## EXERCISE PROMPT:
Below are some records; each one is to be set down again exactly.
——————————
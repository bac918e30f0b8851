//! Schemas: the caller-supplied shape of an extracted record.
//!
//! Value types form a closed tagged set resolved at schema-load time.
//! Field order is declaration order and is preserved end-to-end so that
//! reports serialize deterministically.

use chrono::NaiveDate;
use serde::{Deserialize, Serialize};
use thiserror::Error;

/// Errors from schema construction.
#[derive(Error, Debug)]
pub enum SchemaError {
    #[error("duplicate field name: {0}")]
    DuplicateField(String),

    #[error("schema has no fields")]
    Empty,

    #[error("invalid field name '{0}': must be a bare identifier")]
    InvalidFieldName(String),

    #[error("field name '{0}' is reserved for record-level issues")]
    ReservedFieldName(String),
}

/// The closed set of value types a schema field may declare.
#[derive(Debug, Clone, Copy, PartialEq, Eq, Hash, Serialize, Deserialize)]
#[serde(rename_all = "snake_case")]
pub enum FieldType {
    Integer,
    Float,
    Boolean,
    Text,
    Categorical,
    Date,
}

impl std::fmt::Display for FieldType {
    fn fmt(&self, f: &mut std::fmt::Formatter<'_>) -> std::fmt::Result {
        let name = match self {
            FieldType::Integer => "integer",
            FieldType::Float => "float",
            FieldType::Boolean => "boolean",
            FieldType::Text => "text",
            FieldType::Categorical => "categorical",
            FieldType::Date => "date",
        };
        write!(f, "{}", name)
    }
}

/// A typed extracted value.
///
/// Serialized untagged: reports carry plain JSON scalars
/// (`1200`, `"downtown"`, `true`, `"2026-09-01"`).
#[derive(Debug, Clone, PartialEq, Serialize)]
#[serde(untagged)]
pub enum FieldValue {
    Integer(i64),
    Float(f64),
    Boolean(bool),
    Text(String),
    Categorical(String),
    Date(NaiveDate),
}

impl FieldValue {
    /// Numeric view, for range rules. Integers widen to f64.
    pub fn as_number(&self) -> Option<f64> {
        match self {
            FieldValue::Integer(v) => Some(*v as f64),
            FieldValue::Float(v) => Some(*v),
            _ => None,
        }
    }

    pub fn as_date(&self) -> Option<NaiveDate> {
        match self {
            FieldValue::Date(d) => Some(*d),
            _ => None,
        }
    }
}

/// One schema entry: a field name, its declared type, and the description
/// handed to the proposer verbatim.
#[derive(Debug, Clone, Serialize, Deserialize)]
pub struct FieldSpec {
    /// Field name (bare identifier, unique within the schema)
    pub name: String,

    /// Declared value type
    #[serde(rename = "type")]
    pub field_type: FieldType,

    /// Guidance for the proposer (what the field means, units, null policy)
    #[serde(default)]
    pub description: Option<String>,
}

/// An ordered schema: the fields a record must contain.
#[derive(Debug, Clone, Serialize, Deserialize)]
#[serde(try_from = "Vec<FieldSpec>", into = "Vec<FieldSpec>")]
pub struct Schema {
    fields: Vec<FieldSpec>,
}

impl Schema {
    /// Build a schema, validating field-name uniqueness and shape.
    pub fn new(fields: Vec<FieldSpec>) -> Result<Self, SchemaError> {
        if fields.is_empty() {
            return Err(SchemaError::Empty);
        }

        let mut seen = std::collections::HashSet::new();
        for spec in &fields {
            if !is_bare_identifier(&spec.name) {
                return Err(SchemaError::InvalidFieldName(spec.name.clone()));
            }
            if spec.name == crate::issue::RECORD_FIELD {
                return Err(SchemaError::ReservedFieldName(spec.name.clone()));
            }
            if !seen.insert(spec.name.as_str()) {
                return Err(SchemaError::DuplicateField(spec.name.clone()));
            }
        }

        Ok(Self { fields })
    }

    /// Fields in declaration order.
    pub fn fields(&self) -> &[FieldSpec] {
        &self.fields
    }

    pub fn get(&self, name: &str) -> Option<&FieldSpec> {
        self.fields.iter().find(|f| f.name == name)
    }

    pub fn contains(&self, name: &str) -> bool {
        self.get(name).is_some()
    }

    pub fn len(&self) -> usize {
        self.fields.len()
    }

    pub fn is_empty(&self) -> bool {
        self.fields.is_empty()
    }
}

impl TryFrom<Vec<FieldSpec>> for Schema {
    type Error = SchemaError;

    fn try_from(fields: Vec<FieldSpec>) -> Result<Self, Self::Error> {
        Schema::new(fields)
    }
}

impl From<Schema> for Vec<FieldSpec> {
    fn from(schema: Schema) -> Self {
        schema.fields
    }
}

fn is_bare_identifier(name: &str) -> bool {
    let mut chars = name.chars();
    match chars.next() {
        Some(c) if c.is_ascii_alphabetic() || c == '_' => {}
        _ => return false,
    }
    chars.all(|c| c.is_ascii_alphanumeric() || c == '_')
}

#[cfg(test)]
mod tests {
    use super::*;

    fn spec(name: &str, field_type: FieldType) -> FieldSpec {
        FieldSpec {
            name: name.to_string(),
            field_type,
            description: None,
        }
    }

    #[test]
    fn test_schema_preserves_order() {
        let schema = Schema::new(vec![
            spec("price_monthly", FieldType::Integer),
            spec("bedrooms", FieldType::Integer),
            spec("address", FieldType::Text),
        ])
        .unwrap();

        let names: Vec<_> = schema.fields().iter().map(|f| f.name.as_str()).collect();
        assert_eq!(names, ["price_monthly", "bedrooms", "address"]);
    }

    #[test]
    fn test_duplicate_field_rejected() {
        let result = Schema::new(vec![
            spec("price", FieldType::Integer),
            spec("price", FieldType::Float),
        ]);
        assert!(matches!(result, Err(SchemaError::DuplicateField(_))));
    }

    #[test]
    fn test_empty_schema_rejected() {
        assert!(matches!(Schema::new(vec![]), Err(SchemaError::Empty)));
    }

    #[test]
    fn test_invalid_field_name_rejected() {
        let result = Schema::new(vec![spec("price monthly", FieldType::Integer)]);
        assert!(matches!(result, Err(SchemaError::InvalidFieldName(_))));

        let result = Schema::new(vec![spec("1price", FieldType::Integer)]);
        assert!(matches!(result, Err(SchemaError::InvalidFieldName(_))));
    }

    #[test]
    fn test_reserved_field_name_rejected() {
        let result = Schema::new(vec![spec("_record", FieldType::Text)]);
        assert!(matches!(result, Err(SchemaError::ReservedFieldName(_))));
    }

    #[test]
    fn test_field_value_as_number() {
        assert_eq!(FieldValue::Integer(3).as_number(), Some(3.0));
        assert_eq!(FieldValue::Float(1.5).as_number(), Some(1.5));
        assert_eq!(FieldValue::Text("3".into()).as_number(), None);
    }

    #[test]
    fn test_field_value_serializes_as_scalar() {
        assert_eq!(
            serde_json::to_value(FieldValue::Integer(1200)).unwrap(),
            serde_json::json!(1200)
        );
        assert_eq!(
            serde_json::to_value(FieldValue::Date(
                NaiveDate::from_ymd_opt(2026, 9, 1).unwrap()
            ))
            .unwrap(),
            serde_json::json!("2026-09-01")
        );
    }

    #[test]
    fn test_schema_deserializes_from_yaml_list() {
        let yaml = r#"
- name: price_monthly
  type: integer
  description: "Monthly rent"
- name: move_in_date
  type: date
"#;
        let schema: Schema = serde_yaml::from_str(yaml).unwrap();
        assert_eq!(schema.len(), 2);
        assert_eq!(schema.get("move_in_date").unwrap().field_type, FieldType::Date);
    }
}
——————————
## FINAL ANSWER:
repository bac918e30f0b8851
//! Schemas: the caller-supplied shape of an extracted record.
//!
//! Value types form a closed tagged set resolved at schema-load time.
//! Field order is declaration order and is preserved end-to-end so that
//! reports serialize deterministically.

use chrono::NaiveDate;
use serde::{Deserialize, Serialize};
use thiserror::Error;

/// Errors from schema construction.
#[derive(Error, Debug)]
pub enum SchemaError {
    #[error("duplicate field name: {0}")]
    DuplicateField(String),

    #[error("schema has no fields")]
    Empty,

    #[error("invalid field name '{0}': must be a bare identifier")]
    InvalidFieldName(String),

    #[error("field name '{0}' is reserved for record-level issues")]
    ReservedFieldName(String),
}

/// The closed set of value types a schema field may declare.
#[derive(Debug, Clone, Copy, PartialEq, Eq, Hash, Serialize, Deserialize)]
#[serde(rename_all = "snake_case")]
pub enum FieldType {
    Integer,
    Float,
    Boolean,
    Text,
    Categorical,
    Date,
}

impl std::fmt::Display for FieldType {
    fn fmt(&self, f: &mut std::fmt::Formatter<'_>) -> std::fmt::Result {
        let name = match self {
            FieldType::Integer => "integer",
            FieldType::Float => "float",
            FieldType::Boolean => "boolean",
            FieldType::Text => "text",
            FieldType::Categorical => "categorical",
            FieldType::Date => "date",
        };
        write!(f, "{}", name)
    }
}

/// A typed extracted value.
///
/// Serialized untagged: reports carry plain JSON scalars
/// (`1200`, `"downtown"`, `true`, `"2026-09-01"`).
#[derive(Debug, Clone, PartialEq, Serialize)]
#[serde(untagged)]
pub enum FieldValue {
    Integer(i64),
    Float(f64),
    Boolean(bool),
    Text(String),
    Categorical(String),
    Date(NaiveDate),
}

impl FieldValue {
    /// Numeric view, for range rules. Integers widen to f64.
    pub fn as_number(&self) -> Option<f64> {
        match self {
            FieldValue::Integer(v) => Some(*v as f64),
            FieldValue::Float(v) => Some(*v),
            _ => None,
        }
    }

    pub fn as_date(&self) -> Option<NaiveDate> {
        match self {
            FieldValue::Date(d) => Some(*d),
            _ => None,
        }
    }
}

/// One schema entry: a field name, its declared type, and the description
/// handed to the proposer verbatim.
#[derive(Debug, Clone, Serialize, Deserialize)]
pub struct FieldSpec {
    /// Field name (bare identifier, unique within the schema)
    pub name: String,

    /// Declared value type
    #[serde(rename = "type")]
    pub field_type: FieldType,

    /// Guidance for the proposer (what the field means, units, null policy)
    #[serde(default)]
    pub description: Option<String>,
}

/// An ordered schema: the fields a record must contain.
#[derive(Debug, Clone, Serialize, Deserialize)]
#[serde(try_from = "Vec<FieldSpec>", into = "Vec<FieldSpec>")]
pub struct Schema {
    fields: Vec<FieldSpec>,
}

impl Schema {
    /// Build a schema, validating field-name uniqueness and shape.
    pub fn new(fields: Vec<FieldSpec>) -> Result<Self, SchemaError> {
        if fields.is_empty() {
            return Err(SchemaError::Empty);
        }

        let mut seen = std::collections::HashSet::new();
        for spec in &fields {
            if !is_bare_identifier(&spec.name) {
                return Err(SchemaError::InvalidFieldName(spec.name.clone()));
            }
            if spec.name == crate::issue::RECORD_FIELD {
                return Err(SchemaError::ReservedFieldName(spec.name.clone()));
            }
            if !seen.insert(spec.name.as_str()) {
                return Err(SchemaError::DuplicateField(spec.name.clone()));
            }
        }

        Ok(Self { fields })
    }

    /// Fields in declaration order.
    pub fn fields(&self) -> &[FieldSpec] {
        &self.fields
    }

    pub fn get(&self, name: &str) -> Option<&FieldSpec> {
        self.fields.iter().find(|f| f.name == name)
    }

    pub fn contains(&self, name: &str) -> bool {
        self.get(name).is_some()
    }

    pub fn len(&self) -> usize {
        self.fields.len()
    }

    pub fn is_empty(&self) -> bool {
        self.fields.is_empty()
    }
}

impl TryFrom<Vec<FieldSpec>> for Schema {
    type Error = SchemaError;

    fn try_from(fields: Vec<FieldSpec>) -> Result<Self, Self::Error> {
        Schema::new(fields)
    }
}

impl From<Schema> for Vec<FieldSpec> {
    fn from(schema: Schema) -> Self {
        schema.fields
    }
}

fn is_bare_identifier(name: &str) -> bool {
    let mut chars = name.chars();
    match chars.next() {
        Some(c) if c.is_ascii_alphabetic() || c == '_' => {}
        _ => return false,
    }
    chars.all(|c| c.is_ascii_alphanumeric() || c == '_')
}

#[cfg(test)]
mod tests {
    use super::*;

    fn spec(name: &str, field_type: FieldType) -> FieldSpec {
        FieldSpec {
            name: name.to_string(),
            field_type,
            description: None,
        }
    }

    #[test]
    fn test_schema_preserves_order() {
        let schema = Schema::new(vec![
            spec("price_monthly", FieldType::Integer),
            spec("bedrooms", FieldType::Integer),
            spec("address", FieldType::Text),
        ])
        .unwrap();

        let names: Vec<_> = schema.fields().iter().map(|f| f.name.as_str()).collect();
        assert_eq!(names, ["price_monthly", "bedrooms", "address"]);
    }

    #[test]
    fn test_duplicate_field_rejected() {
        let result = Schema::new(vec![
            spec("price", FieldType::Integer),
            spec("price", FieldType::Float),
        ]);
        assert!(matches!(result, Err(SchemaError::DuplicateField(_))));
    }

    #[test]
    fn test_empty_schema_rejected() {
        assert!(matches!(Schema::new(vec![]), Err(SchemaError::Empty)));
    }

    #[test]
    fn test_invalid_field_name_rejected() {
        let result = Schema::new(vec![spec("price monthly", FieldType::Integer)]);
        assert!(matches!(result, Err(SchemaError::InvalidFieldName(_))));

        let result = Schema::new(vec![spec("1price", FieldType::Integer)]);
        assert!(matches!(result, Err(SchemaError::InvalidFieldName(_))));
    }

    #[test]
    fn test_reserved_field_name_rejected() {
        let result = Schema::new(vec![spec("_record", FieldType::Text)]);
        assert!(matches!(result, Err(SchemaError::ReservedFieldName(_))));
    }

    #[test]
    fn test_field_value_as_number() {
        assert_eq!(FieldValue::Integer(3).as_number(), Some(3.0));
        assert_eq!(FieldValue::Float(1.5).as_number(), Some(1.5));
        assert_eq!(FieldValue::Text("3".into()).as_number(), None);
    }

    #[test]
    fn test_field_value_serializes_as_scalar() {
        assert_eq!(
            serde_json::to_value(FieldValue::Integer(1200)).unwrap(),
            serde_json::json!(1200)
        );
        assert_eq!(
            serde_json::to_value(FieldValue::Date(
                NaiveDate::from_ymd_opt(2026, 9, 1).unwrap()
            ))
            .unwrap(),
            serde_json::json!("2026-09-01")
        );
    }

    #[test]
    fn test_schema_deserializes_from_yaml_list() {
        let yaml = r#"
- name: price_monthly
  type: integer
  description: "Monthly rent"
- name: move_in_date
  type: date
"#;
        let schema: Schema = serde_yaml::from_str(yaml).unwrap();
        assert_eq!(schema.len(), 2);
        assert_eq!(schema.get("move_in_date").unwrap().field_type, FieldType::Date);
    }
}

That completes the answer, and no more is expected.